自分の言葉で細部まで語れる実体験に根ざした答えを事前に用意しておきましょう。
本番までの準備6ステップ
ここまでの内容を、準備の手順に落とし込みます。
- 自分が申し込む回と区分の募集案内を入手し、段階構成と、加点制度・大学推薦制度の要件と期限を確認する。説明会への参加が要件になる制度があるため、日程の把握は早いほどよい
- 高校・大学生活の経験を棚卸しする。学業・課外活動・アルバイトから、話せる具体例を1つずつ用意する
- 7カテゴリーの代表質問に、それぞれ一言メモで答えを作る
- 自治体研究のインプットをする。この記事の前半を読み返し、市域の広さと県西部という位置から、志望分野に近い事実を2〜3個、自分の言葉で説明できるようにする
- 固有質問の材料を対応表から集め、「事実 → 自分の問題意識 → やりたいこと」の一続きの話に編む
- 自己PR動画を1分以内で撮り、提出前に見返して面接で話す内容とそろえる。そのうえで個別面接の受け答えを声に出して練習する
優先順位に注意
ステップ4と5の自治体研究は、他の受験生と差をつけるための工程です。時間が足りないときは、ステップ2の経験の棚卸しと、その経験を市の仕事へつなぐ自己分析を先に片づけてください。人物重視を掲げる試験では、市の知識よりも自分を語れることのほうが先に効きます。

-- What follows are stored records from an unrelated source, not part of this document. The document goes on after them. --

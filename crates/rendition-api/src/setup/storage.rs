//! Storage setup and initialization

use anyhow::Result;
use rendition_core::{Config, StorageBackend};
use rendition_storage::{create_local_storage, create_storage, LocalStorage, Storage};
use std::sync::Arc;

/// Setup the storage gateway; with the local backend, also return the concrete store so
/// the `/files` routes can be mounted on it.
pub async fn setup_storage(
    config: &Config,
) -> Result<(Arc<dyn Storage>, Option<Arc<LocalStorage>>)> {
    tracing::info!("Initializing storage gateway...");

    let (storage, local): (Arc<dyn Storage>, Option<Arc<LocalStorage>>) =
        match config.storage.backend {
            StorageBackend::Local => {
                let local = create_local_storage(&config.storage).await?;
                let storage: Arc<dyn Storage> = local.clone();
                (storage, Some(local))
            }
            StorageBackend::S3 => (create_storage(&config.storage).await?, None),
        };

    tracing::info!(
        backend = ?storage.backend_type(),
        input_bucket = %config.storage.input_bucket,
        output_bucket = %config.storage.output_bucket,
        "Storage gateway initialized successfully"
    );

    Ok((storage, local))
}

なお、面接対策を独学かつ最短ルートで仕上げたい場合は、日高市役所専用の面接想定問答集を使う選択肢もあります。
日高市の採用面接で出題が想定される質問について、1問ごとに回答例・質問の意図・NG回答までをわかりやすく解説しているので、面接での受け答えをより具体的にイメージできるようになります。特に試験本番までに時間がない方は、必要に応じてご活用ください。
さいごに
日高市は、人物を重視すると口で言うだけでなく、写真と動画という形で受験者の人となりを見にきます。全受験者に1分の自己PR動画を求め、事務職(一般)では第1次の段階から個別面接を置いています。
準備の重心が筆記ではなく人物側に寄った試験だということです。人口53,731人、面積47.48km²、6つの自治体に囲まれた内陸の市で、自分は何を見て、何を担いたいのか。
動画に収める1分と、面接で話す数十分が、同じ人物の言葉として響くかどうか。そこを整えることが、この試験の準備の中心になります。